§ Data supplied
---

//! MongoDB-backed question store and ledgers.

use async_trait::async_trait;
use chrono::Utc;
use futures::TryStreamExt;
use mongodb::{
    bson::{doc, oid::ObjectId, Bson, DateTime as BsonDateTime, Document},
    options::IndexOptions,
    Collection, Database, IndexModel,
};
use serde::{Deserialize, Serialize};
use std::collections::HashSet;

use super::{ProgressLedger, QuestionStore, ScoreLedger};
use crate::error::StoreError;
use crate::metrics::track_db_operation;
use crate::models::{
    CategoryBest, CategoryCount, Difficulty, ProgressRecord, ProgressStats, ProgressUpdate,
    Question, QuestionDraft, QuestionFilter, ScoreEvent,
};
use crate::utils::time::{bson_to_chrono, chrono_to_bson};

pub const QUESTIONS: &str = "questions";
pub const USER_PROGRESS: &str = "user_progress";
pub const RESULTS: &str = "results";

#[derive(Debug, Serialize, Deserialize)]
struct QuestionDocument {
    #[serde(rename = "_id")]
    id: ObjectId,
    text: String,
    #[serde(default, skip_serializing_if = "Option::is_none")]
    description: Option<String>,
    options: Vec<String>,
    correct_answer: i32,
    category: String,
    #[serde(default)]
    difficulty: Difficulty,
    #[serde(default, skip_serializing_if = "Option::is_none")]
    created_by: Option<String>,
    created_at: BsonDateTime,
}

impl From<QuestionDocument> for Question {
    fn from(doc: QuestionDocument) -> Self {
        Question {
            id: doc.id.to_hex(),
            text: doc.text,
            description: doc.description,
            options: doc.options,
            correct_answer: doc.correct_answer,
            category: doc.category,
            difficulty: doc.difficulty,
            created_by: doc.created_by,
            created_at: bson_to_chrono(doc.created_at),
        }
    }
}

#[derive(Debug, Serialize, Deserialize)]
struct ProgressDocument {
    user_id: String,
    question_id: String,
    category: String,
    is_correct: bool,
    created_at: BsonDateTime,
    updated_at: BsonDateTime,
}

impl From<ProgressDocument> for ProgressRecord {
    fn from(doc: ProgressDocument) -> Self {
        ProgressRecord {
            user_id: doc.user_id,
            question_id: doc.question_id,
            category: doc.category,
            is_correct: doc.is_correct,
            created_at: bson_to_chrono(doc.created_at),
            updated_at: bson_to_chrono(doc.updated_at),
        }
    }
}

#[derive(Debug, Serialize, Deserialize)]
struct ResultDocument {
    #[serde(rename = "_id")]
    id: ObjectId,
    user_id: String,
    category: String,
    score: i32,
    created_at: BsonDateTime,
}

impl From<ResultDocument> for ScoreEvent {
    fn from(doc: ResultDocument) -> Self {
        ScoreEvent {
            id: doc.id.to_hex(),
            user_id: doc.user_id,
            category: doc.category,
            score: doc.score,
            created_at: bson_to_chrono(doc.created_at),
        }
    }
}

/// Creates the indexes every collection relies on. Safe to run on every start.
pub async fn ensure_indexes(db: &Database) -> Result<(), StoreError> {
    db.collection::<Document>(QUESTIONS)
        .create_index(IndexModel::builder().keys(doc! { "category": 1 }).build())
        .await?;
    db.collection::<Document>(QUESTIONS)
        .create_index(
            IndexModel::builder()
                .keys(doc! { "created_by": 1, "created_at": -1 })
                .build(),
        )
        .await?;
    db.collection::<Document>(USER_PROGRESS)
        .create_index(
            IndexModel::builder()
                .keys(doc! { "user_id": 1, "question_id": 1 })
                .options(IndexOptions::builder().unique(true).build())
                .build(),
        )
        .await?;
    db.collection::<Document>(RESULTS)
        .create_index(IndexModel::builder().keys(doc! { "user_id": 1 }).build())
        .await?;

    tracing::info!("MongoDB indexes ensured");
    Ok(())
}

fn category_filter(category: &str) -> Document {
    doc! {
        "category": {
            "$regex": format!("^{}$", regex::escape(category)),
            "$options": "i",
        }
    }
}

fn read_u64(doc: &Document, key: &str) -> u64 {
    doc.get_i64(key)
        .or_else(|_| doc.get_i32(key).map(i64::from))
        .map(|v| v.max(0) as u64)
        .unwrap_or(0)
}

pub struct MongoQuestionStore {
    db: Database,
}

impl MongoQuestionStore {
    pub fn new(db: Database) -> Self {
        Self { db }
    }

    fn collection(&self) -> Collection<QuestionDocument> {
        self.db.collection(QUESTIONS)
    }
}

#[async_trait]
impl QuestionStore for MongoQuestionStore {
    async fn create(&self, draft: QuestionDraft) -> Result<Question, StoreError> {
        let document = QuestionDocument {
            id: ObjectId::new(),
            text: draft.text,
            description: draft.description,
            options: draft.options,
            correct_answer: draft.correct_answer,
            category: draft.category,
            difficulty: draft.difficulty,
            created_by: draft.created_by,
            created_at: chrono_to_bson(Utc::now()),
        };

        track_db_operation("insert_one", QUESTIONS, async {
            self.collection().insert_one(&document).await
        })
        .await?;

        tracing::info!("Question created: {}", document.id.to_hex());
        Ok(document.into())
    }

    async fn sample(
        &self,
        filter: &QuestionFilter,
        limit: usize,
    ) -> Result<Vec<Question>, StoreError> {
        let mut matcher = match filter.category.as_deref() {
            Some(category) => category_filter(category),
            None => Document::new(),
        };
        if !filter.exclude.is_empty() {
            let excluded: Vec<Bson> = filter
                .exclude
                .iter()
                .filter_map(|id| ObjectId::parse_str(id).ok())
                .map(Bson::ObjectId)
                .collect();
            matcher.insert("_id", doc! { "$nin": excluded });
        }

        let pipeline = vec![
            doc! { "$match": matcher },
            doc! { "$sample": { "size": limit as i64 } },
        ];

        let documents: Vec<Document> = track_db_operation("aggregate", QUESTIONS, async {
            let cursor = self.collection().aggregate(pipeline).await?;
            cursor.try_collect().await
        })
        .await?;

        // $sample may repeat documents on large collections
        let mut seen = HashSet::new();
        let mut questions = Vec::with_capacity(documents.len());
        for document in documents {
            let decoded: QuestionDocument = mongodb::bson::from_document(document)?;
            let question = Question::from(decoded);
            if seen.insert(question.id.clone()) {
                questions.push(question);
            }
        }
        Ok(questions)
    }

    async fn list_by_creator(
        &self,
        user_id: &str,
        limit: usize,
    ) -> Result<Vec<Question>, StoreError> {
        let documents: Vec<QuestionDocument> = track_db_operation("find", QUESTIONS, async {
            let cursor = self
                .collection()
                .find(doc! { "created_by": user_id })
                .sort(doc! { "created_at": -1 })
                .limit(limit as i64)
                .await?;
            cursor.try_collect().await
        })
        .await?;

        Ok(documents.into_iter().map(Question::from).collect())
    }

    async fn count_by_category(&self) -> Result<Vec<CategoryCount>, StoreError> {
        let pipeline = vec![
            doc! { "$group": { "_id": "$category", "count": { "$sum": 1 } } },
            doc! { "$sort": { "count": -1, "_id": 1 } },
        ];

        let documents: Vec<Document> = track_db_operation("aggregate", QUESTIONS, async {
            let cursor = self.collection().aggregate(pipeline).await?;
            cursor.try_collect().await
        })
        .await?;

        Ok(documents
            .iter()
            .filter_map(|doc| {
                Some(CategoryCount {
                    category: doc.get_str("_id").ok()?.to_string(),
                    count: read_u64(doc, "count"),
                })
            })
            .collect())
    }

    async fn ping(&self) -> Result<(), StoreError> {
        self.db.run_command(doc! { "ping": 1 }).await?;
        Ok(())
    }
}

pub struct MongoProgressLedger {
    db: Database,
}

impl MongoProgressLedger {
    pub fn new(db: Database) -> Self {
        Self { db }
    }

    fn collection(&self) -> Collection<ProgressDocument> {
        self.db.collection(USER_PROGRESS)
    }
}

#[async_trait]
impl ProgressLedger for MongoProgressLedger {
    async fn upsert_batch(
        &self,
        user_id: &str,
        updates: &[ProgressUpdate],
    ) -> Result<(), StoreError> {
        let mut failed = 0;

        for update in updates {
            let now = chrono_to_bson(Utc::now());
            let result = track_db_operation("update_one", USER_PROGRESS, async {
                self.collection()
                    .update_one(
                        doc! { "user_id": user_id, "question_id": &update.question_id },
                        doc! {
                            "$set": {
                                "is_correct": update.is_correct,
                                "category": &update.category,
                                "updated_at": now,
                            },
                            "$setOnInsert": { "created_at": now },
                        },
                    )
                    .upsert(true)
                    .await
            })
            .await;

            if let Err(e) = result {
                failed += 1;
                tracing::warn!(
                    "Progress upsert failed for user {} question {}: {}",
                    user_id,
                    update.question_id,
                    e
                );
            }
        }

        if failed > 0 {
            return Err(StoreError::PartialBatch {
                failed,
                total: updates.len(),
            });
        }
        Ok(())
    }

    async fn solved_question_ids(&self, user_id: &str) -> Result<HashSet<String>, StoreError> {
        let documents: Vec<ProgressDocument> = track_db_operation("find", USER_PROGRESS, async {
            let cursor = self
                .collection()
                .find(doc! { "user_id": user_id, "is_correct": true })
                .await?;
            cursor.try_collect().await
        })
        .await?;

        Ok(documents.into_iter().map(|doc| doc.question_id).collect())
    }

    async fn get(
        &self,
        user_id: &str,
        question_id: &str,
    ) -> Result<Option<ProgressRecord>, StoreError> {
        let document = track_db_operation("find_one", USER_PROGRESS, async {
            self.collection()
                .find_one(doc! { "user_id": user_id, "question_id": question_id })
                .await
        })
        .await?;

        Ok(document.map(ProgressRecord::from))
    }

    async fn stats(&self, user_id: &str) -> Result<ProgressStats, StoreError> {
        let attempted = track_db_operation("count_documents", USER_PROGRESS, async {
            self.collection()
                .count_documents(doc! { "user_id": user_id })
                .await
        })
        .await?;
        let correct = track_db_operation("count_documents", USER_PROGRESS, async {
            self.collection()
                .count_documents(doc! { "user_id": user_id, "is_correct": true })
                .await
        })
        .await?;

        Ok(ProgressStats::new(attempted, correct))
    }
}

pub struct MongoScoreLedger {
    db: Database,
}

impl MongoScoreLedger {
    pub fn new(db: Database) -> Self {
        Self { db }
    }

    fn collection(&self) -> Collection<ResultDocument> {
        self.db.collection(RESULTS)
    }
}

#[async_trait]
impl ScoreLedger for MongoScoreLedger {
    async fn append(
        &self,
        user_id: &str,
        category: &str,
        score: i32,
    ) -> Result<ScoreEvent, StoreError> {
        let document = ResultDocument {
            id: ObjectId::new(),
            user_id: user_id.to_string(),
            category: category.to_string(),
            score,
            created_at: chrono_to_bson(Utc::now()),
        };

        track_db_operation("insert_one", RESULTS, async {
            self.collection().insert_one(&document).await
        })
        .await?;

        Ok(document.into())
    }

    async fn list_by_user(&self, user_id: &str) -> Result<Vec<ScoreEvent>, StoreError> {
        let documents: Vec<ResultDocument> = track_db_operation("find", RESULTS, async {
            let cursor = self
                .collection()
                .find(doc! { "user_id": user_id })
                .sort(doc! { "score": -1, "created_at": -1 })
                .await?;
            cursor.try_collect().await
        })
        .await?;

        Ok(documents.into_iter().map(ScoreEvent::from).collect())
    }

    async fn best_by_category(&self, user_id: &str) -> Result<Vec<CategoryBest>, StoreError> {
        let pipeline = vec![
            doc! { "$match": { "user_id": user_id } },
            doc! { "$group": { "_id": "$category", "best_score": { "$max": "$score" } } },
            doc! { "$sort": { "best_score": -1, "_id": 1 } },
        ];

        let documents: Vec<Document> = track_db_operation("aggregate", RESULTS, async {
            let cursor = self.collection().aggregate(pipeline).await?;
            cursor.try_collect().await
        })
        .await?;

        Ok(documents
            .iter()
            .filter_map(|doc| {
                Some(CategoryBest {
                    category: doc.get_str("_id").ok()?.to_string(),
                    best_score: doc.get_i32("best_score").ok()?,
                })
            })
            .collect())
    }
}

---

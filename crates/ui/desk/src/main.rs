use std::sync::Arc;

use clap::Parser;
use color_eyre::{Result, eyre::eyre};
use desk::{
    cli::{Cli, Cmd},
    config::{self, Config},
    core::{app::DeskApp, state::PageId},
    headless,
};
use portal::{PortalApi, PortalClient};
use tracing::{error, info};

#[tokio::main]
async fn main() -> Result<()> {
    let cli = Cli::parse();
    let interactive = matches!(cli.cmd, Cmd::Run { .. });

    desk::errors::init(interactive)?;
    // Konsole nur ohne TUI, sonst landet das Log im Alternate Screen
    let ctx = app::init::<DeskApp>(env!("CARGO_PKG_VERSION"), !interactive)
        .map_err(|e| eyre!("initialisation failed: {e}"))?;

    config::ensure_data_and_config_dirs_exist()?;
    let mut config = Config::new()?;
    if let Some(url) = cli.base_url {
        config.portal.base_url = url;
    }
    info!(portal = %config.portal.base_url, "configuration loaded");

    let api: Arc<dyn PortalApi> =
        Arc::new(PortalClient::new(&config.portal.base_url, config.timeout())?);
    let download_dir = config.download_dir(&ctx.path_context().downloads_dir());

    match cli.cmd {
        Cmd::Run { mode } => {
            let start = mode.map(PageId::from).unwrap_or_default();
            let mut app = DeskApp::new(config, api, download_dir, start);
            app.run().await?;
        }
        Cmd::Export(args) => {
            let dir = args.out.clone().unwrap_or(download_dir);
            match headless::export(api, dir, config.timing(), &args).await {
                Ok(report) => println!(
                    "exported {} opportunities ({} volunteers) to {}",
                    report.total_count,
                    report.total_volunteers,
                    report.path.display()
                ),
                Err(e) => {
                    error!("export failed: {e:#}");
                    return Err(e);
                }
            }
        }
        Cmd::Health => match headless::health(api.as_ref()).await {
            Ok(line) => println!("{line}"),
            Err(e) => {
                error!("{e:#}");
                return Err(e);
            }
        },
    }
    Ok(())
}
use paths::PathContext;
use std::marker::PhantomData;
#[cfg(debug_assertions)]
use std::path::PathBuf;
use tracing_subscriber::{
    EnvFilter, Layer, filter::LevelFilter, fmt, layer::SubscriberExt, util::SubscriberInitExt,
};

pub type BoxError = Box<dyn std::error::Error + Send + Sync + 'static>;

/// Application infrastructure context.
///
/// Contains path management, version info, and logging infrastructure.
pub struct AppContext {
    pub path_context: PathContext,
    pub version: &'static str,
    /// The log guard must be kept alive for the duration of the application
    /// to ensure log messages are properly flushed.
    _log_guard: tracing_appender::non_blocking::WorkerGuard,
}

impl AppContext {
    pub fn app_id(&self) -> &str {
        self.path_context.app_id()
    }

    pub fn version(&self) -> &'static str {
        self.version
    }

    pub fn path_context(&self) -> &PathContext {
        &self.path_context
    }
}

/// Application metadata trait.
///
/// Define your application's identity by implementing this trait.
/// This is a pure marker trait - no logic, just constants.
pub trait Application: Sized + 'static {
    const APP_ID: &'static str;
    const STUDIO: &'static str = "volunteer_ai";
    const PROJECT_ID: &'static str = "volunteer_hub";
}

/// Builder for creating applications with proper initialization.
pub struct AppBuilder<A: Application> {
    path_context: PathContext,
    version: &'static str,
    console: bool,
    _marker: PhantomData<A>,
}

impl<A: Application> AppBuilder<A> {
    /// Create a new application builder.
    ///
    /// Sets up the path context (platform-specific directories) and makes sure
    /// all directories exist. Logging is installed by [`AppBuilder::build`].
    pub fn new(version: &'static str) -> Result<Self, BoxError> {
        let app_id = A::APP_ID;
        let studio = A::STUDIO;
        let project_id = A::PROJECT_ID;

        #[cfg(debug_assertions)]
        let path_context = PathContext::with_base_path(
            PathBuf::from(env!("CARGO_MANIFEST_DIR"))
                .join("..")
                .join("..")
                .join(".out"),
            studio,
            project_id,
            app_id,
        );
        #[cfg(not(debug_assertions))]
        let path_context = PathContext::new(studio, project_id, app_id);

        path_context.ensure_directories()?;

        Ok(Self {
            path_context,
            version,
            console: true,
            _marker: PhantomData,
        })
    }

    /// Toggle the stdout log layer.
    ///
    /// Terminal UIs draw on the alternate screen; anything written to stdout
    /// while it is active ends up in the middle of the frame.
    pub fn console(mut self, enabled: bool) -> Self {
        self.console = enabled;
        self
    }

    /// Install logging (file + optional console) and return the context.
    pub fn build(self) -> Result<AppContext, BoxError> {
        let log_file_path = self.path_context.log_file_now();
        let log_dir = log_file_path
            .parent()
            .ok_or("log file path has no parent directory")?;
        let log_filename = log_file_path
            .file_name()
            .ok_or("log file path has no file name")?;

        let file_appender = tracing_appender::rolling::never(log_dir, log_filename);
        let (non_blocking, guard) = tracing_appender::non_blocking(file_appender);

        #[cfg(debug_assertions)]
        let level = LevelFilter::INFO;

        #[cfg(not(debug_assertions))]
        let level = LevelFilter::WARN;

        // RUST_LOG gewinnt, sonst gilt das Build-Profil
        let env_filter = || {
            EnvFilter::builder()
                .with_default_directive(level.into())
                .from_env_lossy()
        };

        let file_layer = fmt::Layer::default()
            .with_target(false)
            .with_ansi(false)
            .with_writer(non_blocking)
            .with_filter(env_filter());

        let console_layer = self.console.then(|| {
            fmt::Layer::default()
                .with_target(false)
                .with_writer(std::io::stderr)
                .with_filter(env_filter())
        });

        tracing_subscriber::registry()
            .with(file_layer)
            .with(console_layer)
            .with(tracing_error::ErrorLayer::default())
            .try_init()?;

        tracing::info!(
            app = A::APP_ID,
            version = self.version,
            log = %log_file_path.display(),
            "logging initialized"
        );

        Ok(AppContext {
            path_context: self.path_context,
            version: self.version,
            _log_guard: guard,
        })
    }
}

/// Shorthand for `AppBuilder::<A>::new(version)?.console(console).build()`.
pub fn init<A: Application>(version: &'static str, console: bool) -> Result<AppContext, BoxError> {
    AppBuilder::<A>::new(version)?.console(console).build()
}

---

§ Problem to work on
Among the lines above, list those that contain the word "clone".

§ Final answer
            if seen.insert(question.id.clone()) {
            let dir = args.out.clone().unwrap_or(download_dir);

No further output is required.